- Born: October 29, 1929 New York City, New York, U.S.
- Died: July 18, 1991 (aged 61)
- Occupations: Theatre producer, book editor, songwriter
- Spouse(s): Lorraine Hansberry ​ ​(m. 1953; div. 1962)​ Jewell Handy Gresham (1967)

= Robert B. Nemiroff =

American theater producer and songwriter

Robert Barron Nemiroff (October 29, 1929, New York City – July 18, 1991) was an American theater producer and songwriter, and the husband of Lorraine Hansberry.

Nemiroff was a book editor and a music publisher, as well as an award-winning songwriter. With co-writer Burt D’Lugoff, he composed the 1956 hit song "Cindy, Oh Cindy", and "Fifteen", the theme for the movie The World, the Flesh, and the Devil.

He married Lorraine Hansberry in 1953, which Hansberry often cited as an important creative factor in the genesis of her play A Raisin in the Sun. Although the couple separated in 1957 and divorced in 1962, their personal and professional relationships lasted until Hansberry's death from cancer in January 1965.
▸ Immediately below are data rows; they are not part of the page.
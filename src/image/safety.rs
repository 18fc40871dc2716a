//! Content-safety thresholds sent with every request.

use serde::{Deserialize, Serialize};

/// Categories of harmful content.
#[derive(Debug, Clone, Copy, Serialize, Deserialize, PartialEq, Eq)]
pub enum HarmCategory {
    /// Harassment content.
    #[serde(rename = "HARM_CATEGORY_HARASSMENT")]
    Harassment,
    /// Hate speech content.
    #[serde(rename = "HARM_CATEGORY_HATE_SPEECH")]
    HateSpeech,
    /// Sexually explicit content.
    #[serde(rename = "HARM_CATEGORY_SEXUALLY_EXPLICIT")]
    SexuallyExplicit,
    /// Dangerous content.
    #[serde(rename = "HARM_CATEGORY_DANGEROUS_CONTENT")]
    DangerousContent,
}

/// Thresholds for blocking harmful content.
#[derive(Debug, Clone, Copy, Serialize, Deserialize, PartialEq, Eq)]
pub enum HarmBlockThreshold {
    /// Block none.
    #[serde(rename = "BLOCK_NONE")]
    BlockNone,
    /// Block low and above.
    #[serde(rename = "BLOCK_LOW_AND_ABOVE")]
    BlockLowAndAbove,
    /// Block medium and above.
    #[serde(rename = "BLOCK_MEDIUM_AND_ABOVE")]
    BlockMediumAndAbove,
    /// Block only high.
    #[serde(rename = "BLOCK_ONLY_HIGH")]
    BlockOnlyHigh,
}

/// Threshold for one harm category.
#[derive(Debug, Clone, Copy, Serialize, Deserialize, PartialEq, Eq)]
pub struct SafetySetting {
    /// The harm category to configure.
    pub category: HarmCategory,
    /// The blocking threshold for this category.
    pub threshold: HarmBlockThreshold,
}

/// The set of thresholds attached to every request a provider sends.
#[derive(Debug, Clone, PartialEq, Eq)]
pub struct SafetyPolicy {
    settings: Vec<SafetySetting>,
}

impl SafetyPolicy {
    /// Blocks only high-severity content in all four categories.
    ///
    /// The default thresholds reject many harmless non-English prompts.
    pub fn relaxed() -> Self {
        Self::uniform(HarmBlockThreshold::BlockOnlyHigh)
    }

    /// Applies one threshold to all four categories.
    pub fn uniform(threshold: HarmBlockThreshold) -> Self {
        Self::from_settings(
            [
                HarmCategory::Harassment,
                HarmCategory::HateSpeech,
                HarmCategory::SexuallyExplicit,
                HarmCategory::DangerousContent,
            ]
            .into_iter()
            .map(|category| SafetySetting {
                category,
                threshold,
            }),
        )
    }

    /// Builds a policy from explicit settings.
    pub fn from_settings(settings: impl IntoIterator<Item = SafetySetting>) -> Self {
        Self {
            settings: settings.into_iter().collect(),
        }
    }

    /// Returns the per-category settings.
    pub fn settings(&self) -> &[SafetySetting] {
        &self.settings
    }
}

impl Default for SafetyPolicy {
    fn default() -> Self {
        Self::relaxed()
    }
}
In 1967, Nemiroff married Jewell Handy Gresham, a college professor who taught at Tuskegee Institute, New York University, Hofstra University, Nassau Community College, and Vassar College. He adopted her young daughter, Joi Gresham, when they married.
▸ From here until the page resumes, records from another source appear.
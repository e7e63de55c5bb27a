// SPDX-License-Identifier: AGPL-3.0-or-later
//
// Copyright (C) 2025 Daniel Negri
//
// This program is free software: you can redistribute it and/or modify
// it under the terms of the GNU Affero General Public License as published by
// the Free Software Foundation, either version 3 of the License, or
// (at your option) any later version.
//
// This program is distributed in the hope that it will be useful,
// but WITHOUT ANY WARRANTY; without even the implied warranty of
// MERCHANTABILITY or FITNESS FOR A PARTICULAR PURPOSE. See the
// GNU Affero General Public License for more details.
//
// You should have received a copy of the GNU Affero General Public License
// along with this program. If not, see <https://www.gnu.org/licenses/>.

//! Primitive input and output records of the [`Engine`](crate::Engine).
//!
//! No domain types cross this boundary: transport adapters fill a
//! [`ProcessTransactionCommand`] with plain strings, integers and timestamps.

use chrono::{DateTime, Utc};
use serde::{Deserialize, Serialize};

/// Flat record describing one inbound webhook event.
///
/// Amounts are in minor units.
#[derive(Debug, Clone, PartialEq, Eq, Serialize, Deserialize)]
pub struct ProcessTransactionCommand {
    pub transaction_id: String,
    pub transaction_type: String,
    pub transaction_status: String,
    pub original_transaction_id: String,

    pub local_amount: i64,
    pub local_currency: String,
    pub transaction_amount: i64,
    pub transaction_currency: String,
    pub settlement_amount: i64,
    pub settlement_currency: String,
    pub original_amount: i64,
    pub original_currency: String,

    pub merchant_id: String,
    pub merchant_mcc: String,
    pub merchant_address: String,
    pub merchant_name: String,
    pub merchant_city: String,
    pub merchant_state: String,

    pub event_id: String,
    pub event_created_at: DateTime<Utc>,
    pub idempotency_key: String,

    pub user_id: String,
    pub card_id: String,
    pub country: String,
    pub currency: String,
    pub point_of_sale: String,
}

impl Default for ProcessTransactionCommand {
    fn default() -> Self {
        Self {
            transaction_id: String::new(),
            transaction_type: String::new(),
            transaction_status: String::new(),
            original_transaction_id: String::new(),
            local_amount: 0,
            local_currency: String::new(),
            transaction_amount: 0,
            transaction_currency: String::new(),
            settlement_amount: 0,
            settlement_currency: String::new(),
            original_amount: 0,
            original_currency: String::new(),
            merchant_id: String::new(),
            merchant_mcc: String::new(),
            merchant_address: String::new(),
            merchant_name: String::new(),
            merchant_city: String::new(),
            merchant_state: String::new(),
            event_id: String::new(),
            event_created_at: DateTime::<Utc>::UNIX_EPOCH,
            idempotency_key: String::new(),
            user_id: String::new(),
            card_id: String::new(),
            country: String::new(),
            currency: String::new(),
            point_of_sale: String::new(),
        }
    }
}

/// Outcome of a successfully processed event.
#[derive(Debug, Clone, PartialEq, Eq, Serialize, Deserialize)]
pub struct ProcessResult {
    pub transaction_id: String,
    /// `true` when the event was already recorded and nothing changed.
    pub idempotent: bool,
}

impl ProcessResult {
    pub(crate) fn committed(transaction_id: impl Into<String>) -> Self {
        Self {
            transaction_id: transaction_id.into(),
            idempotent: false,
        }
    }

    pub(crate) fn replay(transaction_id: impl Into<String>) -> Self {
        Self {
            transaction_id: transaction_id.into(),
            idempotent: true,
        }
    }
}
Nemiroff devoted much of his life to editing and promoting the work of Hansberry, who had named him as her literary executor. He was the executive producer of the 1989 PBS production of Hansberry's play, A Raisin in the Sun, and produced and co-wrote the 1973 Broadway musical Raisin, based on A Raisin in the Sun. His daughter, Joi Gresham, succeeded him as trustee of the work of Hansberry.

== Awards and honors ==
Nemiroff won the Tony Award for producing Raisin.